== Segment start ==

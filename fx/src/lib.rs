//! ratepath FX Engine
//!
//! Converts amounts between currencies by chaining directed exchange edges.
//!
//! # Features
//!
//! - Tiered cache of currencies and exchange edges with independent TTLs
//! - Cache-first retrieval with fallback to a pluggable rate source
//! - Fewest-hop path discovery over the directed rate graph
//! - Stepwise decimal conversion along the discovered path
//!
//! # Example
//!
//! ```rust,ignore
//! use ratepath_fx::{FxEngine, FxEngineConfig, JsonFileRateSource};
//! use rust_decimal_macros::dec;
//!
//! let source = Arc::new(JsonFileRateSource::new("rates.json"));
//! let engine = FxEngine::new(source, FxEngineConfig::default());
//!
//! // USD -> EUR -> GBP
//! let steps = engine.convert("usd", "gbp", dec!(100)).await?;
//! ```

pub mod cache;
pub mod config;
pub mod conversion;
pub mod engine;
pub mod error;
pub mod graph;
pub mod path;
pub mod provider;
pub mod retrieval;

pub use cache::{TieredCache, TieredCacheConfig};
pub use config::FxEngineConfig;
pub use conversion::{calculate, Conversion};
pub use engine::{ConversionStage, FxEngine};
pub use error::{FxError, FxResult};
pub use graph::RateGraph;
pub use path::find_path;
pub use provider::{JsonFileRateSource, RateSource, StaticRateSource};
pub use retrieval::RateRetrieval;

#[cfg(any(test, feature = "test-utils"))]
pub use provider::MockRateSource;
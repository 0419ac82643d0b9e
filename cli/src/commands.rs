//! Subcommand execution.

use ratepath_fx::{FxEngine, FxError, FxResult};
use serde_json::{json, Value};

use crate::Command;

/// Run one subcommand and render its result as JSON.
pub async fn run(engine: &FxEngine, command: Command) -> FxResult<Value> {
    match command {
        Command::Currencies => {
            let currencies = engine.get_all_currencies().await?;
            Ok(json!(currencies))
        }
        Command::Exchanges => {
            let edges = engine.get_all_exchanges().await?;
            Ok(json!(edges))
        }
        Command::Convert { from, to, amount } => {
            let conversion = engine.convert_detailed(&from, &to, amount).await?;
            Ok(json!({
                "from": conversion.from,
                "to": conversion.to,
                "amount": conversion.amount,
                "result": conversion.result(),
                "steps": conversion.steps,
            }))
        }
    }
}

/// Error payload with a stable code.
pub fn error_body(err: &FxError) -> Value {
    json!({
        "error": err.error_code(),
        "message": err.to_string(),
    })
}
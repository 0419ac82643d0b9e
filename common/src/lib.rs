//! ratepath Common Types
//!
//! Shared value types used across the ratepath workspace: currency codes,
//! directed exchange edges, conversion steps, and cache timing constants.

pub mod monetary;
pub mod error;
pub mod time;

pub use monetary::*;
pub use error::*;
pub use time::*;
//! Conversion orchestration.

use std::fmt;
use std::sync::Arc;

use ratepath_common::{ConversionStep, Currency, ExchangeEdge};
use rust_decimal::Decimal;
use tracing::{debug, info, instrument, warn};

use crate::cache::{CacheStats, TieredCache};
use crate::config::FxEngineConfig;
use crate::conversion::{calculate, Conversion};
use crate::error::{FxError, FxResult};
use crate::graph::RateGraph;
use crate::path::find_path;
use crate::provider::RateSource;
use crate::retrieval::RateRetrieval;

/// Stage of a single conversion request.
#[derive(Debug, Clone, Copy, PartialEq, Eq)]
pub enum ConversionStage {
    Validating,
    Retrieving,
    Building,
    PathFinding,
    Calculating,
    Done,
}

impl fmt::Display for ConversionStage {
    fn fmt(&self, f: &mut fmt::Formatter<'_>) -> fmt::Result {
        let name = match self {
            ConversionStage::Validating => "validating",
            ConversionStage::Retrieving => "retrieving",
            ConversionStage::Building => "building",
            ConversionStage::PathFinding => "path_finding",
            ConversionStage::Calculating => "calculating",
            ConversionStage::Done => "done",
        };
        f.write_str(name)
    }
}

/// The conversion engine.
///
/// Shared across requests behind an `Arc`; the only mutable state is the
/// cache, which locks per entry.
pub struct FxEngine {
    retrieval: RateRetrieval,
}

impl FxEngine {
    /// Create a new engine with its own cache, sized by `config`.
    pub fn new(source: Arc<dyn RateSource>, config: FxEngineConfig) -> Self {
        let cache = Arc::new(TieredCache::with_config(config.cache));
        Self::with_cache(source, cache)
    }

    /// Create an engine over an existing cache.
    pub fn with_cache(source: Arc<dyn RateSource>, cache: Arc<TieredCache>) -> Self {
        Self {
            retrieval: RateRetrieval::new(cache, source),
        }
    }

    /// Get all known currencies (cache or derivation order, not sorted).
    #[instrument(skip(self))]
    pub async fn get_all_currencies(&self) -> FxResult<Vec<Currency>> {
        self.retrieval.get_all_currencies().await
    }

    /// Get all known exchange edges.
    #[instrument(skip(self))]
    pub async fn get_all_exchanges(&self) -> FxResult<Vec<ExchangeEdge>> {
        self.retrieval.get_all_exchanges().await
    }

    /// Convert `amount` of `from` into `to`, returning every hop.
    ///
    /// Codes are case-insensitive. Input is validated before any cache or
    /// source access. A same-currency request yields one identity step.
    pub async fn convert(&self, from: &str, to: &str, amount: Decimal) -> FxResult<Vec<ConversionStep>> {
        self.convert_detailed(from, to, amount)
            .await
            .map(|conversion| conversion.steps)
    }

    /// Convert and wrap the steps with the normalized request.
    #[instrument(skip(self))]
    pub async fn convert_detailed(&self, from: &str, to: &str, amount: Decimal) -> FxResult<Conversion> {
        let mut stage = ConversionStage::Validating;
        let result = self.run(from, to, amount, &mut stage).await;

        match &result {
            Ok(conversion) => info!(hops = conversion.hops(), "Conversion completed"),
            Err(e) => warn!(stage = %stage, code = e.error_code(), error = %e, "Conversion failed"),
        }

        result
    }

    /// Get engine statistics.
    pub fn stats(&self) -> FxEngineStats {
        FxEngineStats {
            cache_stats: self.retrieval.cache().stats(),
        }
    }

    /// Drop all cached data.
    pub fn clear_cache(&self) {
        self.retrieval.cache().clear();
    }

    async fn run(
        &self,
        from: &str,
        to: &str,
        amount: Decimal,
        stage: &mut ConversionStage,
    ) -> FxResult<Conversion> {
        let (from, to) = Self::validate(from, to, amount)?;

        if from == to {
            *stage = ConversionStage::Done;
            let steps = vec![ConversionStep::identity(from.clone(), amount)];
            return Ok(Conversion::new(from, to, amount, steps));
        }

        Self::advance(stage, ConversionStage::Retrieving);
        let edges = self.retrieval.get_all_exchanges().await?;
        if edges.is_empty() {
            return Err(FxError::NoExchangeDataAvailable);
        }

        Self::advance(stage, ConversionStage::Building);
        let graph = RateGraph::build(&edges);

        Self::advance(stage, ConversionStage::PathFinding);
        let path = find_path(&graph, &from, &to)?;

        Self::advance(stage, ConversionStage::Calculating);
        let steps = calculate(&path, amount, &graph)?;

        Self::advance(stage, ConversionStage::Done);
        Ok(Conversion::new(from, to, amount, steps))
    }

    /// Normalize both codes and check the amount.
    fn validate(from: &str, to: &str, amount: Decimal) -> FxResult<(Currency, Currency)> {
        let from = Currency::parse(from)?;
        let to = Currency::parse(to)?;

        if amount <= Decimal::ZERO {
            return Err(FxError::InvalidAmount(amount));
        }

        Ok((from, to))
    }

    fn advance(stage: &mut ConversionStage, next: ConversionStage) {
        debug!(from = %stage, to = %next, "Conversion stage");
        *stage = next;
    }
}

/// Engine statistics.
#[derive(Debug, Clone)]
pub struct FxEngineStats {
    pub cache_stats: CacheStats,
}
//! Fewest-hop path search over the rate graph.

use std::collections::{HashSet, VecDeque};

use ratepath_common::Currency;

use crate::error::{FxError, FxResult};
use crate::graph::RateGraph;

/// Find the path with the fewest hops from `source` to `target`.
///
/// Breadth-first; rates play no part in the choice. Siblings are expanded in
/// graph insertion order, so identical input always yields the same path.
/// A currency is marked visited when enqueued, which also bounds the search
/// on cyclic graphs. `source == target` yields `[source]`.
pub fn find_path(graph: &RateGraph, source: &Currency, target: &Currency) -> FxResult<Vec<Currency>> {
    if source == target {
        return Ok(vec![source.clone()]);
    }

    // Each node records the index of the node it was reached from.
    let mut queue: VecDeque<usize> = VecDeque::new();
    let mut visited: HashSet<&Currency> = HashSet::new();
    let mut nodes: Vec<(&Currency, Option<usize>)> = Vec::new();

    nodes.push((source, None));
    visited.insert(source);
    queue.push_back(0);

    while let Some(idx) = queue.pop_front() {
        let (current, _) = nodes[idx];

        for (neighbor, _) in graph.neighbors(current) {
            if !visited.insert(neighbor) {
                continue;
            }
            nodes.push((neighbor, Some(idx)));
            let neighbor_idx = nodes.len() - 1;

            if neighbor == target {
                return Ok(unwind(&nodes, neighbor_idx));
            }
            queue.push_back(neighbor_idx);
        }
    }

    Err(FxError::NoPathFound {
        from: source.clone(),
        to: target.clone(),
    })
}

fn unwind(nodes: &[(&Currency, Option<usize>)], mut idx: usize) -> Vec<Currency> {
    let mut path = vec![nodes[idx].0.clone()];
    while let Some(prev) = nodes[idx].1 {
        path.push(nodes[prev].0.clone());
        idx = prev;
    }
    path.reverse();
    path
}
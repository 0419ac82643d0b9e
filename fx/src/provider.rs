//! Rate source trait and implementations.

use std::path::PathBuf;

use async_trait::async_trait;
use parking_lot::RwLock;
use ratepath_common::ExchangeEdge;
use tracing::{debug, warn};

use crate::error::{FxError, FxResult};

/// Authoritative (and usually slow) supplier of exchange edges.
#[async_trait]
pub trait RateSource: Send + Sync {
    /// Get the source name.
    fn name(&self) -> &str;

    /// Fetch every known exchange edge. An empty list is a valid answer.
    async fn fetch_all_exchanges(&self) -> FxResult<Vec<ExchangeEdge>>;
}

/// In-memory rate source whose edges can be swapped at runtime.
pub struct StaticRateSource {
    name: String,
    edges: RwLock<Vec<ExchangeEdge>>,
}

impl StaticRateSource {
    /// Create a new static source.
    pub fn new(name: impl Into<String>, edges: Vec<ExchangeEdge>) -> Self {
        Self {
            name: name.into(),
            edges: RwLock::new(edges),
        }
    }

    /// Replace the served edges.
    pub fn replace(&self, edges: Vec<ExchangeEdge>) {
        *self.edges.write() = edges;
    }
}

#[async_trait]
impl RateSource for StaticRateSource {
    fn name(&self) -> &str {
        &self.name
    }

    async fn fetch_all_exchanges(&self) -> FxResult<Vec<ExchangeEdge>> {
        Ok(self.edges.read().clone())
    }
}

/// Reads a JSON array of `{"from", "to", "rate"}` objects from disk on every fetch.
pub struct JsonFileRateSource {
    path: PathBuf,
}

impl JsonFileRateSource {
    /// Create a source backed by the file at `path`.
    pub fn new(path: impl Into<PathBuf>) -> Self {
        Self { path: path.into() }
    }

    /// Parse edges from a JSON document.
    pub fn parse(&self, contents: &str) -> FxResult<Vec<ExchangeEdge>> {
        serde_json::from_str(contents).map_err(|e| FxError::source_unavailable(self.name(), e))
    }
}

#[async_trait]
impl RateSource for JsonFileRateSource {
    fn name(&self) -> &str {
        "json-file"
    }

    async fn fetch_all_exchanges(&self) -> FxResult<Vec<ExchangeEdge>> {
        let contents = tokio::fs::read_to_string(&self.path).await.map_err(|e| {
            warn!(path = %self.path.display(), error = %e, "Failed to read rate file");
            FxError::source_unavailable(self.name(), e)
        })?;

        let edges = self.parse(&contents)?;
        debug!(path = %self.path.display(), count = edges.len(), "Loaded exchange edges");
        Ok(edges)
    }
}

/// Mock rate source for testing.
#[cfg(any(test, feature = "test-utils"))]
pub struct MockRateSource {
    edges: RwLock<Vec<ExchangeEdge>>,
    failing: std::sync::atomic::AtomicBool,
    calls: std::sync::atomic::AtomicUsize,
}

#[cfg(any(test, feature = "test-utils"))]
impl MockRateSource {
    /// Create a new mock source.
    pub fn new(edges: Vec<ExchangeEdge>) -> Self {
        Self {
            edges: RwLock::new(edges),
            failing: std::sync::atomic::AtomicBool::new(false),
            calls: std::sync::atomic::AtomicUsize::new(0),
        }
    }

    /// Replace the served edges.
    pub fn set_edges(&self, edges: Vec<ExchangeEdge>) {
        *self.edges.write() = edges;
    }

    /// Make subsequent fetches fail.
    pub fn set_failing(&self, failing: bool) {
        self.failing
            .store(failing, std::sync::atomic::Ordering::SeqCst);
    }

    /// Number of fetches so far.
    pub fn calls(&self) -> usize {
        self.calls.load(std::sync::atomic::Ordering::SeqCst)
    }
}

#[cfg(any(test, feature = "test-utils"))]
#[async_trait]
impl RateSource for MockRateSource {
    fn name(&self) -> &str {
        "mock"
    }

    async fn fetch_all_exchanges(&self) -> FxResult<Vec<ExchangeEdge>> {
        self.calls.fetch_add(1, std::sync::atomic::Ordering::SeqCst);
        if self.failing.load(std::sync::atomic::Ordering::SeqCst) {
            return Err(FxError::source_unavailable(self.name(), "mock failure"));
        }
        Ok(self.edges.read().clone())
    }
}

#[cfg(test)]
mod tests {
    use super::*;
    use ratepath_common::Currency;
    use rust_decimal_macros::dec;

    fn temp_path(name: &str) -> PathBuf {
        std::env::temp_dir().join(format!("ratepath-{}-{}.json", name, std::process::id()))
    }

    #[tokio::test]
    async fn test_static_source() {
        let edge = ExchangeEdge::new(Currency::usd(), Currency::eur(), dec!(0.85));
        let source = StaticRateSource::new("static", vec![edge.clone()]);

        assert_eq!(source.fetch_all_exchanges().await.unwrap(), vec![edge]);

        source.replace(Vec::new());
        assert!(source.fetch_all_exchanges().await.unwrap().is_empty());
    }

    #[tokio::test]
    async fn test_json_file_source() {
        let path = temp_path("valid");
        tokio::fs::write(
            &path,
            r#"[{"from": "USD", "to": "EUR", "rate": "0.85"},
                {"from": "eur", "to": "gbp", "rate": 0.9}]"#,
        )
        .await
        .unwrap();

        let source = JsonFileRateSource::new(&path);
        let edges = source.fetch_all_exchanges().await.unwrap();
        tokio::fs::remove_file(&path).await.unwrap();

        assert_eq!(edges.len(), 2);
        assert_eq!(edges[1].from, Currency::eur());
        assert_eq!(edges[1].to, Currency::gbp());
        assert_eq!(edges[1].rate, dec!(0.9));
    }

    #[tokio::test]
    async fn test_json_file_source_empty_array() {
        let path = temp_path("empty");
        tokio::fs::write(&path, "[]").await.unwrap();

        let source = JsonFileRateSource::new(&path);
        let edges = source.fetch_all_exchanges().await.unwrap();
        tokio::fs::remove_file(&path).await.unwrap();

        assert!(edges.is_empty());
    }

    #[tokio::test]
    async fn test_json_file_source_missing_file() {
        let source = JsonFileRateSource::new(temp_path("missing"));
        let result = source.fetch_all_exchanges().await;

        assert!(matches!(result, Err(FxError::RateSourceUnavailable { .. })));
    }

    #[test]
    fn test_json_file_source_malformed() {
        let source = JsonFileRateSource::new("unused.json");

        assert!(matches!(
            source.parse("{not json"),
            Err(FxError::RateSourceUnavailable { .. })
        ));
        assert!(matches!(
            source.parse(r#"[{"from": "U$D", "to": "EUR", "rate": "1"}]"#),
            Err(FxError::RateSourceUnavailable { .. })
        ));
    }

    #[tokio::test]
    async fn test_mock_source_counts_and_fails() {
        let source = MockRateSource::new(Vec::new());
        source.fetch_all_exchanges().await.unwrap();
        source.set_failing(true);

        assert!(source.fetch_all_exchanges().await.is_err());
        assert_eq!(source.calls(), 2);
    }
}
//! Error types for currency value construction.

use thiserror::Error;

/// Errors raised while building currency values from untrusted input.
#[derive(Error, Debug, Clone, PartialEq, Eq)]
pub enum CurrencyError {
    /// Code was empty after trimming.
    #[error("Currency code cannot be empty")]
    EmptyCode,

    /// Code contained something other than ASCII letters.
    #[error("Invalid currency code: {0:?}")]
    MalformedCode(String),
}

== Segment end ==

Copy the records above exactly, from the first line through the line containing "pub mod config;", and include nothing else.

*PROBLEM SOLUTION*:
filename fx/src/lib.rs
//! ratepath FX Engine
//!
//! Converts amounts between currencies by chaining directed exchange edges.
//!
//! # Features
//!
//! - Tiered cache of currencies and exchange edges with independent TTLs
//! - Cache-first retrieval with fallback to a pluggable rate source
//! - Fewest-hop path discovery over the directed rate graph
//! - Stepwise decimal conversion along the discovered path
//!
//! # Example
//!
//! ```rust,ignore
//! use ratepath_fx::{FxEngine, FxEngineConfig, JsonFileRateSource};
//! use rust_decimal_macros::dec;
//!
//! let source = Arc::new(JsonFileRateSource::new("rates.json"));
//! let engine = FxEngine::new(source, FxEngineConfig::default());
//!
//! // USD -> EUR -> GBP
//! let steps = engine.convert("usd", "gbp", dec!(100)).await?;
//! ```

pub mod cache;
pub mod config;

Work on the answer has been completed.